Sohu, Inc. (搜狐 (Sōuhú, Search-fox)) is a Chinese Internet company headquartered in the Sohu Internet Plaza in Haidian District, Beijing. Sohu and its subsidiaries offer advertising, a search engine (Sogou.com), on-line multiplayer gaming (ChangYou.com) and other services.

==History==
Sohu was founded as Internet Technologies China (ITC) in 1996 by Charles Zhang after he completed his PhD from the Massachusetts Institute of Technology and received venture capital funding from colleagues he met there. The following year, Zhang changed the name of ITC to Sohoo in homage to Yahoo! after meeting its cofounder, Jerry Yang; the name was soon after changed to Sohu to differentiate it from the American company.

In 2000, Sohu (NASDAQ: SOHU) was officially listed on NASDAQ, through a variable interest entity (VIE). Later that same year, in September, announced Sohu the acquisition of ChinaRen, one of China's largest youth community websites. In October, Sohu was ranked by Forbes among the "300 Best Small Companies in the World."

Sohu's search engine Sogou entered talks in July 2013 to be sold to Qihoo for around $1.4 billion, although the deal did not go through.
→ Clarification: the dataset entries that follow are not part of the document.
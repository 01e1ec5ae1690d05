//! Cancellation context checked at transaction boundaries.
//!
//! A `Context` is cheap to clone; clones share one cancel flag, so a caller
//! can hand a clone to a worker and cancel it from elsewhere. The store
//! checks the context before a transaction starts. A transaction already
//! running is never interrupted.

use std::sync::atomic::{AtomicBool, Ordering};
use std::sync::Arc;
use std::time::{Duration, Instant};

use crate::error::{LabError, LabResult};

#[derive(Debug, Clone, Default)]
pub struct Context {
    cancelled: Arc<AtomicBool>,
    deadline: Option<Instant>,
}

impl Context {
    /// A context that is never cancelled and has no deadline.
    pub fn background() -> Self {
        Self::default()
    }

    /// Derive a context that also expires `timeout` from now. Shares the
    /// cancel flag with `self`; keeps the earlier of the two deadlines.
    pub fn with_timeout(&self, timeout: Duration) -> Self {
        let deadline = Instant::now() + timeout;
        Self {
            cancelled: Arc::clone(&self.cancelled),
            deadline: Some(self.deadline.map_or(deadline, |d| d.min(deadline))),
        }
    }

    /// Cancel this context and every clone of it.
    pub fn cancel(&self) {
        self.cancelled.store(true, Ordering::Release);
    }

    pub fn is_cancelled(&self) -> bool {
        self.cancelled.load(Ordering::Acquire)
    }

    pub fn deadline(&self) -> Option<Instant> {
        self.deadline
    }

    /// `Ok` while the context is live; the reason it is done otherwise.
    pub fn check(&self) -> LabResult<()> {
        if self.is_cancelled() {
            return Err(LabError::Cancelled);
        }
        match self.deadline {
            Some(deadline) if Instant::now() >= deadline => Err(LabError::DeadlineExceeded),
            _ => Ok(()),
        }
    }
}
In September 2013, it was announced that Tencent invested $448 million for a minority share in Chinese search engine Sogou. Around the same period, Tencent discontinued its Soso search engine and its search-related assets were integrated into Sogou. In 2021, Tencent completed its acquisition of Sogou, taking it private.

Sohu was ranked as the world's third- and twelfth-fastest growing company by Fortune in 2009 and 2010, respectively.

==Allegations against Google==
On April 6, 2007, Sohu made a request that Google stop providing its Google Pinyin Input Method Editor software for download because portions of Sohu's IME software, Sogou Pinyin, were allegedly copied in order to construct it. The detection of the alleged copyright infringement was found due to a suspicious error found in both IMEs, notably the translation of the pinyin "pinggong" which erroneously produces the actor and comedian Feng Gong. On April 9, 2007, Google's spokesman Cui Jin has admitted that the pinyin Google IME "was built leveraging some non-Google database resources."

== 2008 Olympic Games Coverage ==
In November 2005, Sohu was selected to be the Official Internet Content Service Sponsor of the Beijing 2008 Olympic Games. Sohu was provided exclusive services to construct, operate and host the official Beijing Olympics website. During the first week of the Olympics, Sohu recorded peak traffic levels, including 3 million visits within 5 minutes and over 100 million visits within one hour, setting multiple records.